* TASK STATEMENT
Give back exactly the lines from the one containing "self.transport.write(frame)?;" through the end of the records, including both, and no others.

Stored items:
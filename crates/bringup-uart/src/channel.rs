//! Retrying command channel
//!
//! Each attempt clears both directions, writes the command, waits a fixed
//! delay and reads one line back. The board's UART handler drops bytes under
//! load, so the channel makes a bounded number of blind attempts with fixed
//! delays in between. The delays follow the board's processing cadence.

use std::time::Duration;

use bringup_core::config::{DEFAULT_COMMAND_DELAY, DEFAULT_RETRY_COUNT, DEFAULT_RETRY_DELAY};
use bringup_core::RetryPolicy;

use crate::error::Result;
use crate::protocol::{
    decode_response, encode_command, is_ok, read_line, PROBE_COMMAND, PROBE_WINDOW,
};
use crate::transport::Transport;

/// Timing and retry parameters for one command exchange
#[derive(Debug, Clone, Copy, PartialEq, Eq)]
pub struct CommandPolicy {
    /// Wait between writing the command and reading the reply
    pub command_delay: Duration,
    /// Total attempts, including the first one
    pub retry_count: u32,
    /// Wait between two attempts
    pub retry_delay: Duration,
}

impl CommandPolicy {
    pub fn new(command_delay: Duration, retry: RetryPolicy) -> Self {
        Self {
            command_delay,
            retry_count: retry.count,
            retry_delay: retry.delay,
        }
    }
}

impl Default for CommandPolicy {
    fn default() -> Self {
        Self {
            command_delay: DEFAULT_COMMAND_DELAY,
            retry_count: DEFAULT_RETRY_COUNT,
            retry_delay: DEFAULT_RETRY_DELAY,
        }
    }
}

/// Command channel over an open transport
pub struct UartChannel<T: Transport> {
    transport: T,
    policy: CommandPolicy,
}

impl<T: Transport> UartChannel<T> {
    pub fn new(transport: T, policy: CommandPolicy) -> Self {
        Self { transport, policy }
    }

    pub fn policy(&self) -> &CommandPolicy {
        &self.policy
    }

    /// Send a command using the channel's own policy
    pub fn send_command(&mut self, command: &str) -> Result<bool> {
        let policy = self.policy;
        self.send_command_with(command, &policy)
    }

    /// Send a command and wait for an `OK` reply
    ///
    /// Returns `Ok(true)` on the first `OK`, `Ok(false)` once every attempt
    /// got something else (or nothing). A transport error is retried like a
    /// wrong reply, except on the last attempt where it is returned.
    pub fn send_command_with(&mut self, command: &str, policy: &CommandPolicy) -> Result<bool> {
        let frame = encode_command(command)?;

        for attempt in 1..=policy.retry_count {
            if attempt > 1 {
                self.transport.delay(policy.retry_delay);
            }

            log::debug!(
                "Sending command (attempt {}/{}): {}",
                attempt,
                policy.retry_count,
                command
            );

            match self.exchange(&frame, policy.command_delay) {
                Ok(response) if is_ok(&response) => {
                    log::debug!("Command '{}' acknowledged", command);
                    return Ok(true);
                }
                Ok(response) => {
                    log::warn!("Unexpected response to '{}': '{}'", command, response);
                }
                Err(e) if attempt == policy.retry_count || !e.is_transport() => {
                    log::error!(
                        "Serial communication error on attempt {}: {}",
                        attempt,
                        e
                    );
                    return Err(e);
                }
                Err(e) => {
                    log::error!(
                        "Serial communication error on attempt {}: {}",
                        attempt,
                        e
                    );
                }
            }
        }

        Ok(false)
    }

    /// Check that the device is talking at all
    ///
    /// Sends `TEST` and succeeds if any bytes arrive within a fixed window.
    /// Unlike [`send_command`](Self::send_command) the reply does not have to
    /// be `OK`.
    pub fn probe(&mut self) -> Result<bool> {
        log::info!("Testing UART connection...");
        self.transport.write(&encode_command(PROBE_COMMAND)?)?;
        self.transport.flush()?;
        self.transport.delay(PROBE_WINDOW);

        if self.transport.bytes_to_read()? == 0 {
            log::error!("No response from device");
            return Ok(false);
        }

        let response = decode_response(&read_line(&mut self.transport)?);
        log::info!("UART test response: {}", response);
        Ok(true)
    }

    /// Get a mutable reference to the transport
    pub fn transport_mut(&mut self) -> &mut T {
        &mut self.transport
    }

    /// Give back the transport
    pub fn into_inner(self) -> T {
        self.transport
    }

    /// One attempt: clear, write, wait, read a line
    fn exchange(&mut self, frame: &[u8], command_delay: Duration) -> Result<String> {
        self.transport.clear_buffers()?;
        self.transport.write(frame)?;
        self.transport.flush()?;
        self.transport.delay(command_delay);

        let response = decode_response(&read_line(&mut self.transport)?);
        log::debug!("Received response: '{}'", response);

        let pending = self.transport.bytes_to_read()?;
        if pending > 0 {
            let mut extra = vec![0u8; pending];
            let n = self.transport.read(&mut extra)?;
            log::debug!(
                "Additional data received: {:?}",
                String::from_utf8_lossy(&extra[..n])
            );
        }

        Ok(response)
    }
}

* EXERCISE RESPONSE
        self.transport.write(frame)?;
        self.transport.flush()?;
        self.transport.delay(command_delay);

        let response = decode_response(&read_line(&mut self.transport)?);
        log::debug!("Received response: '{}'", response);

        let pending = self.transport.bytes_to_read()?;
        if pending > 0 {
            let mut extra = vec![0u8; pending];
            let n = self.transport.read(&mut extra)?;
            log::debug!(
                "Additional data received: {:?}",
                String::from_utf8_lossy(&extra[..n])
            );
        }

        Ok(response)
    }
}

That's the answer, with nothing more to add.